The unit can operate at 50, or 60hz, meaning it will work in Japan, or Europe, as well as North, and South America. Presumably, the unit can also serve as a charger for the batteries, so that price arbitrage can be done with any spare battery capacity.
I noticed the unit has 2kW of what the specs call “secure power”, which I take to mean uninterruptible power. If I had one of these, my LED home lighting(but not lamps powered from outlets), my networking equipment, computers, and mobile charging would all be powered by this circuit. The “normal” circuitry of the home will be connected directly to the utility service, and even if you have automatic switch over in case of utility failure, you will see transients, and if there was some sort of failure of switch over, it would be nice to have lighting, and digital communication running no matter what.
The inverter, and battery unit are AC coupled, which makes using different types of batteries much simpler/cheaper, but results in a bit lower efficiency compared to DC coupling. For DC coupling, you’d have to have some sort of DC to DC converter to maintain the huge DC voltage range, which would lose any increase in efficiency.

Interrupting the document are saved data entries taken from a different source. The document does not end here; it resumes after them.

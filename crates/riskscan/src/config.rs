//! Engine configuration and environment resolution.

use serde::{Deserialize, Serialize};
use std::path::PathBuf;
use std::time::Duration;

pub const DEFAULT_OFFSHORE_URL: &str = "https://offshoreleaks.icij.org/";
pub const DEFAULT_WORLDBANK_URL: &str =
    "https://projects.worldbank.org/en/projects-operations/procurement/debarred-firms";
pub const DEFAULT_OFAC_URL: &str = "https://sanctionssearch.ofac.treas.gov/Default.aspx";

const DEFAULT_USER_AGENT: &str = "Mozilla/5.0 (Windows NT 10.0; Win64; x64) \
                                  AppleWebKit/537.36 (KHTML, like Gecko) \
                                  Chrome/121.0.0.0 Safari/537.36";

/// Settings for the whole engine.
#[derive(Debug, Clone, Serialize, Deserialize)]
#[serde(default)]
pub struct EngineConfig {
    pub http: HttpSettings,
    pub offshore: OffshoreSettings,
    pub worldbank: WorldBankSettings,
    pub ofac: OfacSettings,
    /// Upper bound on a whole aggregate call, in milliseconds.
    pub request_deadline_ms: u64,
}

impl Default for EngineConfig {
    fn default() -> Self {
        Self {
            http: HttpSettings::default(),
            offshore: OffshoreSettings::default(),
            worldbank: WorldBankSettings::default(),
            ofac: OfacSettings::default(),
            request_deadline_ms: 120_000,
        }
    }
}

#[derive(Debug, Clone, Serialize, Deserialize)]
#[serde(default)]
pub struct HttpSettings {
    pub user_agent: String,
    pub timeout_ms: u64,
    /// Extra attempts on transport errors, 5xx, and 429.
    pub max_retries: u32,
}

impl Default for HttpSettings {
    fn default() -> Self {
        Self {
            user_agent: DEFAULT_USER_AGENT.to_string(),
            timeout_ms: 30_000,
            max_retries: 2,
        }
    }
}

#[derive(Debug, Clone, Serialize, Deserialize)]
#[serde(default)]
pub struct OffshoreSettings {
    pub base_url: String,
    /// Rows the source serves per page; the `from` offset advances by this.
    pub page_size: usize,
    /// Hard ceiling on pages fetched for one entity.
    pub max_pages: usize,
    /// Hard ceiling on records kept for one entity.
    pub max_records: usize,
}

impl Default for OffshoreSettings {
    fn default() -> Self {
        Self {
            base_url: DEFAULT_OFFSHORE_URL.to_string(),
            page_size: 100,
            max_pages: 50,
            max_records: 5_000,
        }
    }
}

#[derive(Debug, Clone, Serialize, Deserialize)]
#[serde(default)]
pub struct WorldBankSettings {
    pub landing_url: String,
    pub grid_selector: String,
    pub row_selector: String,
    /// Rows re-queried for extraction once the grid has settled.
    pub table_row_selector: String,
    pub filter_selector: String,
    pub navigation_timeout_ms: u64,
    pub wait_timeout_ms: u64,
    pub poll_interval_ms: u64,
    pub chromium_path: Option<PathBuf>,
}

impl Default for WorldBankSettings {
    fn default() -> Self {
        Self {
            landing_url: DEFAULT_WORLDBANK_URL.to_string(),
            grid_selector: ".k-grid-content".to_string(),
            row_selector: ".k-grid-content tr".to_string(),
            table_row_selector: "#k-debarred-firms .k-grid-content tr".to_string(),
            filter_selector: "#category".to_string(),
            navigation_timeout_ms: 30_000,
            wait_timeout_ms: 10_000,
            poll_interval_ms: 250,
            chromium_path: None,
        }
    }
}

impl WorldBankSettings {
    pub fn wait_timeout(&self) -> Duration {
        Duration::from_millis(self.wait_timeout_ms)
    }

    pub fn poll_interval(&self) -> Duration {
        Duration::from_millis(self.poll_interval_ms.max(1))
    }
}

#[derive(Debug, Clone, Serialize, Deserialize)]
#[serde(default)]
pub struct OfacSettings {
    pub landing_url: String,
    /// Threshold used when the request carries none.
    pub default_match_score: u8,
}

impl Default for OfacSettings {
    fn default() -> Self {
        Self {
            landing_url: DEFAULT_OFAC_URL.to_string(),
            default_match_score: 100,
        }
    }
}

impl EngineConfig {
    /// Defaults overlaid with any `RISKSCAN_*` environment variables.
    pub fn from_env() -> Self {
        let mut config = Self::default();
        config.apply_env(|key| std::env::var(key).ok());
        config
    }

    /// Overlay values from a key lookup. Unparseable numbers are ignored.
    pub fn apply_env<F>(&mut self, lookup: F)
    where
        F: Fn(&str) -> Option<String>,
    {
        if let Some(v) = lookup("RISKSCAN_OFFSHORE_URL") {
            self.offshore.base_url = v;
        }
        if let Some(v) = lookup("RISKSCAN_WORLDBANK_URL") {
            self.worldbank.landing_url = v;
        }
        if let Some(v) = lookup("RISKSCAN_OFAC_URL") {
            self.ofac.landing_url = v;
        }
        if let Some(v) = lookup("RISKSCAN_CHROMIUM_PATH") {
            self.worldbank.chromium_path = Some(PathBuf::from(v));
        }
        if let Some(secs) = lookup("RISKSCAN_DEADLINE_SECS").and_then(|v| v.parse::<u64>().ok()) {
            self.request_deadline_ms = secs * 1000;
        }
        if let Some(secs) =
            lookup("RISKSCAN_HTTP_TIMEOUT_SECS").and_then(|v| v.parse::<u64>().ok())
        {
            self.http.timeout_ms = secs * 1000;
        }
        if let Some(n) = lookup("RISKSCAN_MAX_PAGES").and_then(|v| v.parse::<usize>().ok()) {
            self.offshore.max_pages = n;
        }
    }

    pub fn request_deadline(&self) -> Duration {
        Duration::from_millis(self.request_deadline_ms)
    }
}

On the other hand, the engineer in me likes the simplicity of having the input to the inverter, capacitors for high momentary demand, the output from the solar MPPT circuitry, the output from the rectifier connected to the utility service, and the batteries all sitting on one big DC buss. Of course, for this the batteries would need to be designed for the inverter/battery control
unit, at least as far as DC voltage range.
I can’t wait to see what these will sell for. Since one design works pretty much everywhere on the planet, and with any batteries, I would think mass production would let it be sold at a reasonable price.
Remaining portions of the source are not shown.